Komnas HAM Minta Pertanggungjawaban Presiden

JAKARTA – Anggota Komisi Nasional Hak Azasi Manusia (Komnas HAM) Ridla Saleh menegaskan pihaknya tidak ada beban apapun untuk memanggil Presiden Susilo Bambang Yudhoyono (SBY) terkait kasus penyerangan terhadap Jamaah Ahmadiyah di Cikeusik Banten.
“Tidak ada yang menghalangi kami untuk tidak memanggil Presiden. Kalau memang dugaan kuat, kenapa tidak. Kita tidak ada beban untuk memanggil SBY,” tegas Ridla dalam diskusi di Jakarta, Minggu (13/2).
Namun, Ridla mengaku Komnas HAM terlebih dulu akan melihat urgensi pemanggilan tersebut. “Kita lihat dulu urgensi memanggil Presiden SBY. Tapi Komnas HAM tidak ada aturan yang membatasi, baik SOP internal maupun eksternal,” tandasnya.
Dijelaskannya, dalam waktu dekat, Komnas HAM akan melakukan pemanggilan terhadap aparat kepolisian, dari Polsek sampai Polda.
“Kalau perlu naik sampai ke Polri. Ini untuk melihat siapa yang bertanggungajawab. Bisa juga Menteri Agama sampai atasannya. Investigasinya ke sana. Tapi secara umum siapa yang bertanggungjawab soal politik, hukum dan keamanan, ya Menko Polkam, bisa menteri. Kalau bermasalah juga, karena ini tanggungjawab kepemimpinan, kita akan panggil orang di Istana itu,” paparnya.

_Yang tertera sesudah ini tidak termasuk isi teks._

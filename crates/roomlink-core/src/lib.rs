//! Roomlink core: a small client layer over LiveKit rooms.
//!
//! Loads connection settings, mints or fetches access tokens, and exposes
//! a connect/disconnect/status API with read-only room snapshots.

pub mod config;
pub mod errors;
pub mod events;
pub mod livekit_session;
pub mod logger;
pub mod options;
pub mod participants;
pub mod room;
pub mod session;
pub mod token;

#[cfg(test)]
mod testing;

pub use config::{ClientConfiguration, Config, ConnectionParams, EnvConfig, HostCapabilities};
pub use errors::{SdkError, SessionError, TokenEndpointError};
pub use livekit_session::LiveKitSession;
pub use logger::{LogLevel, Logger, init_logging};
pub use options::{ConnectOptions, SessionOptions};
pub use participants::ParticipantSnapshot;
pub use room::{ConnectionStatus, RoomClient, RoomSnapshot};
pub use session::{RoomSession, SessionState};
pub use token::{TokenEndpoint, TokenProvider};

use config::{EnvSource, ProcessEnv};

/// Create a client from `LIVEKIT_URL`, `LIVEKIT_API_KEY` and
/// `LIVEKIT_API_SECRET`. Fails when the key or secret is missing.
pub fn create_client() -> Result<RoomClient, SdkError> {
    create_client_from(&ProcessEnv)
}

fn create_client_from(env: &impl EnvSource) -> Result<RoomClient, SdkError> {
    let result = Config::validate_environment_from(env)
        .and_then(|()| RoomClient::new(Config::livekit_config_from(env).into_client_config()));
    match result {
        Ok(client) => {
            Logger::info("Room client initialized successfully", &[]);
            Ok(client)
        }
        Err(e) => {
            Logger::error("Failed to create room client", Some(&e), &[]);
            Err(SdkError::Initialization(Box::new(e)))
        }
    }
}

/// Create a client from an explicit configuration, without looking at
/// the environment. Use this with a token provider or inline credentials.
pub fn create_client_with_config(config: ClientConfiguration) -> Result<RoomClient, SdkError> {
    match RoomClient::new(config) {
        Ok(client) => {
            Logger::info("Room client initialized with custom config", &[]);
            Ok(client)
        }
        Err(e) => {
            Logger::error("Failed to create room client with custom config", Some(&e), &[]);
            Err(SdkError::Initialization(Box::new(e)))
        }
    }
}

/// Set the minimum level the SDK logger emits.
pub fn set_log_level(level: LogLevel) {
    Logger::set_level(level);
}

#[cfg(test)]
mod tests {
    use super::*;
    use std::collections::HashMap;

    use crate::config::{API_KEY_VAR, API_SECRET_VAR, URL_VAR};
    use crate::errors::BoxError;

    fn env(pairs: &[(&str, &str)]) -> HashMap<String, String> {
        pairs
            .iter()
            .map(|(k, v)| (k.to_string(), v.to_string()))
            .collect()
    }

    #[test]
    fn create_client_without_credentials_fails() {
        let err = create_client_from(&env(&[])).err().unwrap();
        assert!(err.to_string().contains("required"));
        match err {
            SdkError::Initialization(cause) => assert!(matches!(*cause, SdkError::Configuration(_))),
            other => panic!("expected Initialization, got {other:?}"),
        }
    }

    #[test]
    fn create_client_with_credentials_uses_env_url() {
        let client = create_client_from(&env(&[
            (URL_VAR, "wss://test.livekit.cloud"),
            (API_KEY_VAR, "k"),
            (API_SECRET_VAR, "s"),
        ]))
        .unwrap();
        assert_eq!(client.config().server_url, "wss://test.livekit.cloud");
        assert_eq!(client.connection_status(), ConnectionStatus::Disconnected);
    }

    #[test]
    fn create_client_with_invalid_env_url_is_wrapped() {
        let err = create_client_from(&env(&[
            (URL_VAR, "localhost"),
            (API_KEY_VAR, "k"),
            (API_SECRET_VAR, "s"),
        ]))
        .err()
        .unwrap();
        assert!(err.to_string().starts_with("failed to initialize room client"));
        let source = std::error::Error::source(&err).unwrap();
        assert!(source.to_string().contains("invalid server URL"));
        match err {
            SdkError::Initialization(cause) => assert!(matches!(*cause, SdkError::Configuration(_))),
            other => panic!("expected Initialization, got {other:?}"),
        }
    }

    #[test]
    fn create_client_with_token_provider_starts_disconnected() {
        let config = ClientConfiguration::new("ws://localhost:7881").with_token_provider(
            TokenProvider::new(|_| async { Ok::<_, BoxError>("tok".to_string()) }),
        );
        let client = create_client_with_config(config).unwrap();
        assert_eq!(client.connection_status(), ConnectionStatus::Disconnected);
        assert_eq!(client.connection_status().to_string(), "disconnected");
    }

    #[test]
    fn create_client_with_config_skips_environment_validation() {
        let client = create_client_with_config(ClientConfiguration::new("ws://localhost:7881"));
        assert!(client.is_ok());
    }

    #[test]
    fn set_log_level_updates_logger() {
        let _guard = logger::LEVEL_LOCK.lock().unwrap();
        set_log_level(LogLevel::Error);
        assert_eq!(Logger::level(), LogLevel::Error);
        assert!(!Logger::enabled(LogLevel::Info));
        set_log_level(LogLevel::Info);
    }
}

Menurut Ridla pemanggilan terhadap Presiden, diputuskan melalui paripurna di Komnas HAM. “Pemanggilan terhdap Presiden dibahas di paripurna. Memanggil Presiden menanyakan langkah-langkah strategis dalam menangani ketegangan umat beragama,” terangnya.

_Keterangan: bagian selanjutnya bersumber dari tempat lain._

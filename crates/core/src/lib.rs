//! Arif Motor Core - Shared types library.
//!
//! This crate provides common types used across all Arif Motor components:
//! - `web` - The shop dashboard (customers and products CRUD)
//! - `cli` - Command-line tools for migrations and seeding
//!
//! # Architecture
//!
//! The core crate contains only types - no I/O, no database access, no HTTP.
//! This keeps it lightweight and allows it to be used anywhere.
//!
//! # Modules
//!
//! - [`types`] - Newtype wrappers for type-safe entity IDs

#![cfg_attr(not(test), forbid(unsafe_code))]

pub mod types;

pub use types::*;
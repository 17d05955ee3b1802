//! Integration tests for the customer CRUD flow.
//!
//! These tests require:
//! - A migrated `PostgreSQL` database (cargo run -p arif-motor-cli -- migrate)
//! - The dashboard running (cargo run -p arif-motor-web)
//!
//! Run with: cargo test -p arif-motor-integration-tests -- --ignored

use reqwest::StatusCode;

use arif_motor_integration_tests::{base_url, client};

/// Create a customer via the form endpoint; returns the response.
async fn create_customer(
    client: &reqwest::Client,
    name: &str,
    phone: &str,
) -> reqwest::Response {
    client
        .post(format!("{}/customers", base_url()))
        .form(&[
            ("name", name),
            ("address", "Jl. Merdeka No. 12, Sleman"),
            ("phone", phone),
            ("gender", "Laki-laki"),
        ])
        .send()
        .await
        .expect("Failed to create customer")
}

/// Pull the id of the last customer whose row contains `marker` out of the
/// listing HTML (edit links have the shape `/customers/{id}/edit`).
async fn find_customer_id(client: &reqwest::Client, marker: &str) -> Option<i64> {
    let body = client
        .get(format!("{}/customers", base_url()))
        .send()
        .await
        .expect("Failed to list customers")
        .text()
        .await
        .expect("Failed to read listing");

    let mut found = None;
    for row in body.split("<tr>") {
        if row.contains(marker)
            && let Some(rest) = row.split("/customers/").nth(1)
            && let Some(id) = rest.split('/').next()
            && let Ok(id) = id.parse()
        {
            found = Some(id);
        }
    }
    found
}

#[tokio::test]
#[ignore = "Requires running dashboard and database"]
async fn test_create_then_list_contains_customer() {
    let client = client();
    let name = format!("Budi Santoso {}", std::process::id());

    let resp = create_customer(&client, &name, "081234567890").await;
    assert_eq!(resp.status(), StatusCode::SEE_OTHER);

    let id = find_customer_id(&client, &name).await;
    assert!(id.is_some(), "created customer must appear in the listing");

    // The follow-up listing carries the one-shot flash notice exactly once.
    let body = client
        .get(format!("{}/customers", base_url()))
        .send()
        .await
        .expect("Failed to list")
        .text()
        .await
        .expect("Failed to read body");
    assert!(body.contains("Customer added successfully."));

    let body = client
        .get(format!("{}/customers", base_url()))
        .send()
        .await
        .expect("Failed to list")
        .text()
        .await
        .expect("Failed to read body");
    assert!(!body.contains("Customer added successfully."));
}

#[tokio::test]
#[ignore = "Requires running dashboard and database"]
async fn test_search_is_case_insensitive_substring() {
    let client = client();
    let name = format!("Santoso-{}", std::process::id());

    let resp = create_customer(&client, &name, "081234567890").await;
    assert_eq!(resp.status(), StatusCode::SEE_OTHER);

    for term in [name.to_lowercase(), name.to_uppercase()] {
        let body = client
            .get(format!("{}/customers", base_url()))
            .query(&[("search", &term)])
            .send()
            .await
            .expect("Failed to search")
            .text()
            .await
            .expect("Failed to read body");
        assert!(body.contains(&name), "search for {term} must match {name}");
    }

    let body = client
        .get(format!("{}/customers", base_url()))
        .query(&[("search", "xyz123-no-such-customer")])
        .send()
        .await
        .expect("Failed to search")
        .text()
        .await
        .expect("Failed to read body");
    assert!(body.contains("Tidak ada data pelanggan."));
}

#[tokio::test]
#[ignore = "Requires running dashboard and database"]
async fn test_phone_validation_create_strict_update_lax() {
    let client = client();
    let name = format!("Phone Check {}", std::process::id());

    // Create with a non-numeric phone fails with a per-field message.
    let resp = create_customer(&client, &name, "abc").await;
    assert_eq!(resp.status(), StatusCode::UNPROCESSABLE_ENTITY);
    let body = resp.text().await.expect("Failed to read body");
    assert!(body.contains("Phone must be a number."));
    // Submitted input is preserved for re-display.
    assert!(body.contains(&name));

    // Create properly, then update the same record with phone = "abc":
    // the update succeeds (inherited asymmetry, kept as observed).
    let resp = create_customer(&client, &name, "081234567890").await;
    assert_eq!(resp.status(), StatusCode::SEE_OTHER);
    let id = find_customer_id(&client, &name)
        .await
        .expect("customer must exist");

    let resp = client
        .put(format!("{}/customers/{id}", base_url()))
        .form(&[
            ("name", name.as_str()),
            ("address", "Jl. Merdeka No. 12, Sleman"),
            ("phone", "abc"),
            ("gender", "Laki-laki"),
        ])
        .send()
        .await
        .expect("Failed to update customer");
    assert_eq!(resp.status(), StatusCode::SEE_OTHER);
}

#[tokio::test]
#[ignore = "Requires running dashboard and database"]
async fn test_delete_then_operations_fail_with_not_found() {
    let client = client();
    let name = format!("To Delete {}", std::process::id());

    let resp = create_customer(&client, &name, "081234567890").await;
    assert_eq!(resp.status(), StatusCode::SEE_OTHER);
    let id = find_customer_id(&client, &name)
        .await
        .expect("customer must exist");

    // Delete via the method-override form path.
    let resp = client
        .post(format!("{}/customers/{id}?_method=DELETE", base_url()))
        .send()
        .await
        .expect("Failed to delete customer");
    assert_eq!(resp.status(), StatusCode::SEE_OTHER);

    assert!(find_customer_id(&client, &name).await.is_none());

    // A second delete and an update both 404.
    let resp = client
        .delete(format!("{}/customers/{id}", base_url()))
        .send()
        .await
        .expect("Failed to re-delete");
    assert_eq!(resp.status(), StatusCode::NOT_FOUND);

    let resp = client
        .put(format!("{}/customers/{id}", base_url()))
        .form(&[
            ("name", "x"),
            ("address", "y"),
            ("phone", "1"),
            ("gender", "Laki-laki"),
        ])
        .send()
        .await
        .expect("Failed to update");
    assert_eq!(resp.status(), StatusCode::NOT_FOUND);
}

#[tokio::test]
#[ignore = "Requires running dashboard and database"]
async fn test_validation_reports_all_fields_at_once() {
    let client = client();

    let resp = client
        .post(format!("{}/customers", base_url()))
        .form(&[("name", ""), ("address", ""), ("phone", ""), ("gender", "")])
        .send()
        .await
        .expect("Failed to submit empty form");
    assert_eq!(resp.status(), StatusCode::UNPROCESSABLE_ENTITY);

    let body = resp.text().await.expect("Failed to read body");
    for message in [
        "Name is required.",
        "Address is required.",
        "Phone is required.",
        "Gender is required.",
    ] {
        assert!(body.contains(message), "missing message: {message}");
    }
}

Pemanggilan seseorang, lanjutnya, pasti karena ada keterlibatan tanggungjawab yang bersangkutan. “Pemanggilan seseorang tentu ada kaitan, baik secara struktural maupun perundang-undangan jika ada keterlibatan, termasuk Presiden,” pungkasnya.

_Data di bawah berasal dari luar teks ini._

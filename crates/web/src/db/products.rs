//! Product repository for database operations.

use chrono::{DateTime, Utc};
use sqlx::PgPool;

use arif_motor_core::ProductId;

use super::{RepositoryError, contains_pattern};
use crate::models::{Product, ProductDraft};

/// Internal row type for product queries.
#[derive(Debug, sqlx::FromRow)]
struct ProductRow {
    id: i32,
    name: String,
    brand: String,
    product_type: String,
    stock: i32,
    price: i64,
    image: Option<String>,
    created_at: DateTime<Utc>,
    updated_at: DateTime<Utc>,
}

impl From<ProductRow> for Product {
    fn from(row: ProductRow) -> Self {
        Self {
            id: ProductId::new(row.id),
            name: row.name,
            brand: row.brand,
            product_type: row.product_type,
            stock: row.stock,
            price: row.price,
            image: row.image,
            created_at: row.created_at,
            updated_at: row.updated_at,
        }
    }
}

const COLUMNS: &str =
    "id, name, brand, product_type, stock, price, image, created_at, updated_at";

/// Repository for product database operations.
pub struct ProductRepository<'a> {
    pool: &'a PgPool,
}

impl<'a> ProductRepository<'a> {
    /// Create a new product repository.
    #[must_use]
    pub const fn new(pool: &'a PgPool) -> Self {
        Self { pool }
    }

    /// List products in insertion order, optionally filtered to rows where
    /// `name`, `brand` or `product_type` contains `search` case-insensitively.
    ///
    /// # Errors
    ///
    /// Returns `RepositoryError::Database` if the query fails.
    pub async fn list(&self, search: Option<&str>) -> Result<Vec<Product>, RepositoryError> {
        let rows = match search.filter(|s| !s.is_empty()) {
            Some(term) => {
                sqlx::query_as::<_, ProductRow>(&format!(
                    "SELECT {COLUMNS} FROM products \
                     WHERE name ILIKE $1 OR brand ILIKE $1 OR product_type ILIKE $1 \
                     ORDER BY id"
                ))
                .bind(contains_pattern(term))
                .fetch_all(self.pool)
                .await?
            }
            None => {
                sqlx::query_as::<_, ProductRow>(&format!(
                    "SELECT {COLUMNS} FROM products ORDER BY id"
                ))
                .fetch_all(self.pool)
                .await?
            }
        };

        Ok(rows.into_iter().map(Product::from).collect())
    }

    /// Get a product by ID.
    ///
    /// # Errors
    ///
    /// Returns `RepositoryError::Database` if the query fails.
    pub async fn get(&self, id: ProductId) -> Result<Option<Product>, RepositoryError> {
        let row = sqlx::query_as::<_, ProductRow>(&format!(
            "SELECT {COLUMNS} FROM products WHERE id = $1"
        ))
        .bind(id.as_i32())
        .fetch_optional(self.pool)
        .await?;

        Ok(row.map(Product::from))
    }

    /// Insert a new product, optionally with a stored image filename.
    ///
    /// # Errors
    ///
    /// Returns `RepositoryError::Database` if the insert fails.
    pub async fn create(
        &self,
        draft: &ProductDraft,
        image: Option<&str>,
    ) -> Result<Product, RepositoryError> {
        let row = sqlx::query_as::<_, ProductRow>(&format!(
            "INSERT INTO products (name, brand, product_type, stock, price, image) \
             VALUES ($1, $2, $3, $4, $5, $6) \
             RETURNING {COLUMNS}"
        ))
        .bind(&draft.name)
        .bind(&draft.brand)
        .bind(&draft.product_type)
        .bind(draft.stock)
        .bind(draft.price)
        .bind(image)
        .fetch_one(self.pool)
        .await?;

        Ok(row.into())
    }

    /// Overwrite the mutable fields of an existing product.
    ///
    /// When `image` is `Some`, the stored filename is replaced; when `None`,
    /// the existing reference is left untouched.
    ///
    /// # Errors
    ///
    /// Returns `RepositoryError::NotFound` if the product doesn't exist.
    /// Returns `RepositoryError::Database` for other database errors.
    pub async fn update(
        &self,
        id: ProductId,
        draft: &ProductDraft,
        image: Option<&str>,
    ) -> Result<Product, RepositoryError> {
        let row = sqlx::query_as::<_, ProductRow>(&format!(
            "UPDATE products \
             SET name = $1, brand = $2, product_type = $3, stock = $4, price = $5, \
                 image = COALESCE($6, image), updated_at = now() \
             WHERE id = $7 \
             RETURNING {COLUMNS}"
        ))
        .bind(&draft.name)
        .bind(&draft.brand)
        .bind(&draft.product_type)
        .bind(draft.stock)
        .bind(draft.price)
        .bind(image)
        .bind(id.as_i32())
        .fetch_optional(self.pool)
        .await?
        .ok_or(RepositoryError::NotFound)?;

        Ok(row.into())
    }

    /// Delete a product by ID, returning the deleted row so the caller can
    /// release its image file.
    ///
    /// # Errors
    ///
    /// Returns `RepositoryError::NotFound` if the product doesn't exist.
    /// Returns `RepositoryError::Database` for other database errors.
    pub async fn delete(&self, id: ProductId) -> Result<Product, RepositoryError> {
        let row = sqlx::query_as::<_, ProductRow>(&format!(
            "DELETE FROM products WHERE id = $1 RETURNING {COLUMNS}"
        ))
        .bind(id.as_i32())
        .fetch_optional(self.pool)
        .await?
        .ok_or(RepositoryError::NotFound)?;

        Ok(row.into())
    }
}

Sementara itu, Ketua Tim Pembela Muslim (TPM) Pusat, Mahendradata menyakini ada Pemutarbalikan fakta dan pengarahan opini melalui video bentrok antara Jamaah Ahmadiyah dan warga di Cikeusik, Pandeglang, Banten, yang telah disebar di laman www.youtube.com.
“Video tersebut tidak dibuat dalam keadaan ketakutan. Karena tidak ada gambar yang bergetar. Video mengarahkan pada angle-angle tendensius dan fokus pada warga,” terangnya.
Hal itu disampaikan oleh ketua TPM Pusat, Mahendradata dalam konferensi pers di kantornya Jalan RS Fatmawati Raya 22FG, Cipete, Jakarta Selatan, Minggu (13/2.
Padahal, lanjutnya, ada momen-momen penting yang ternyata dihapus. Parahnya lagi, kata Mahendradata, tayangan video tersebut hanya berfokus pada saat warga menyerang jemaah Ahmadiyah.
Ia pun berkeyakinan ada beberapa adegan yang dipotong dari video itu. Akibatnya, berbagai opinipun tercipta dari penggalan-penggalan video tersebut.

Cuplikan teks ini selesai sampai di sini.